Exercise instructions » Starting with the first line, output the data exactly through to the end.

Records from a data source »
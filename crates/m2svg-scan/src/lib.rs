//! # m2svg scanner
//!
//! Single-pass scanner for TeX math regions in text and HTML documents.
//!
//! ## Overview
//!
//! Documents mark math with `\[ ... \]` (display) and `\( ... \)` (inline).
//! This crate splits a document into literal text and math spans, reports
//! malformed delimiter nesting with accurate line numbers, and reassembles the
//! document with each span replaced by caller-supplied markup.
//!
//! ## Architecture
//!
//! ```text
//! ┌──────────┐  tokens   ┌─────────┐  events   ┌────────────┐
//! │  Lexer   │ ────────► │ Scanner │ ────────► │ run / scan │ ──► ScanOutput
//! └──────────┘           └─────────┘           └─────┬──────┘
//!                                                    │ render(span)
//!                                                    ▼
//!                                              SpanHandler
//! ```
//!
//! - [`lexer::Lexer`] yields the four delimiter tokens and newline tokens.
//! - [`Scanner`] is the state machine (`Idle`, `InDisplay`, `InInline`)
//!   producing [`Event`]s lazily.
//! - [`run`] renders each span through a [`SpanHandler`] before scanning on,
//!   and collects [`Diagnostic`]s.
//!
//! ## Examples
//!
//! ```
//! use m2svg_scan::{scan, RenderOutcome};
//!
//! let result = scan("\\(a\\]", |_| RenderOutcome::Rendered(String::new()));
//! assert_eq!(result.diagnostics.len(), 1);
//! assert_eq!(
//!     result.diagnostics[0].to_string(),
//!     "\\( at line 1 followed by \\] at line 1"
//! );
//! ```

pub mod assemble;
pub mod diagnostic;
pub mod lexer;
pub mod scanner;


pub use assemble::{
    RenderOutcome, ScanOptions, ScanOutput, SpanHandler, fault_marker, run, scan, scan_with,
};
pub use diagnostic::{Diagnostic, DiagnosticKind};
pub use lexer::{Delimiter, Role};
pub use scanner::{Event, MathSpan, ParseState, RecoveryPolicy, Scanner};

Solution »
filename crates/m2svg-scan/src/lib.rs
//! # m2svg scanner
//!
//! Single-pass scanner for TeX math regions in text and HTML documents.
//!
//! ## Overview
//!
//! Documents mark math with `\[ ... \]` (display) and `\( ... \)` (inline).
//! This crate splits a document into literal text and math spans, reports
//! malformed delimiter nesting with accurate line numbers, and reassembles the
//! document with each span replaced by caller-supplied markup.
//!
//! ## Architecture
//!
//! ```text
//! ┌──────────┐  tokens   ┌─────────┐  events   ┌────────────┐
//! │  Lexer   │ ────────► │ Scanner │ ────────► │ run / scan │ ──► ScanOutput
//! └──────────┘           └─────────┘           └─────┬──────┘
//!                                                    │ render(span)
//!                                                    ▼
//!                                              SpanHandler
//! ```
//!
//! - [`lexer::Lexer`] yields the four delimiter tokens and newline tokens.
//! - [`Scanner`] is the state machine (`Idle`, `InDisplay`, `InInline`)
//!   producing [`Event`]s lazily.
//! - [`run`] renders each span through a [`SpanHandler`] before scanning on,
//!   and collects [`Diagnostic`]s.
//!
//! ## Examples
//!
//! ```
//! use m2svg_scan::{scan, RenderOutcome};
//!
//! let result = scan("\\(a\\]", |_| RenderOutcome::Rendered(String::new()));
//! assert_eq!(result.diagnostics.len(), 1);
//! assert_eq!(
//!     result.diagnostics[0].to_string(),
//!     "\\( at line 1 followed by \\] at line 1"
//! );
//! ```

pub mod assemble;
pub mod diagnostic;
pub mod lexer;
pub mod scanner;


pub use assemble::{
    RenderOutcome, ScanOptions, ScanOutput, SpanHandler, fault_marker, run, scan, scan_with,
};
pub use diagnostic::{Diagnostic, DiagnosticKind};
pub use lexer::{Delimiter, Role};
pub use scanner::{Event, MathSpan, ParseState, RecoveryPolicy, Scanner};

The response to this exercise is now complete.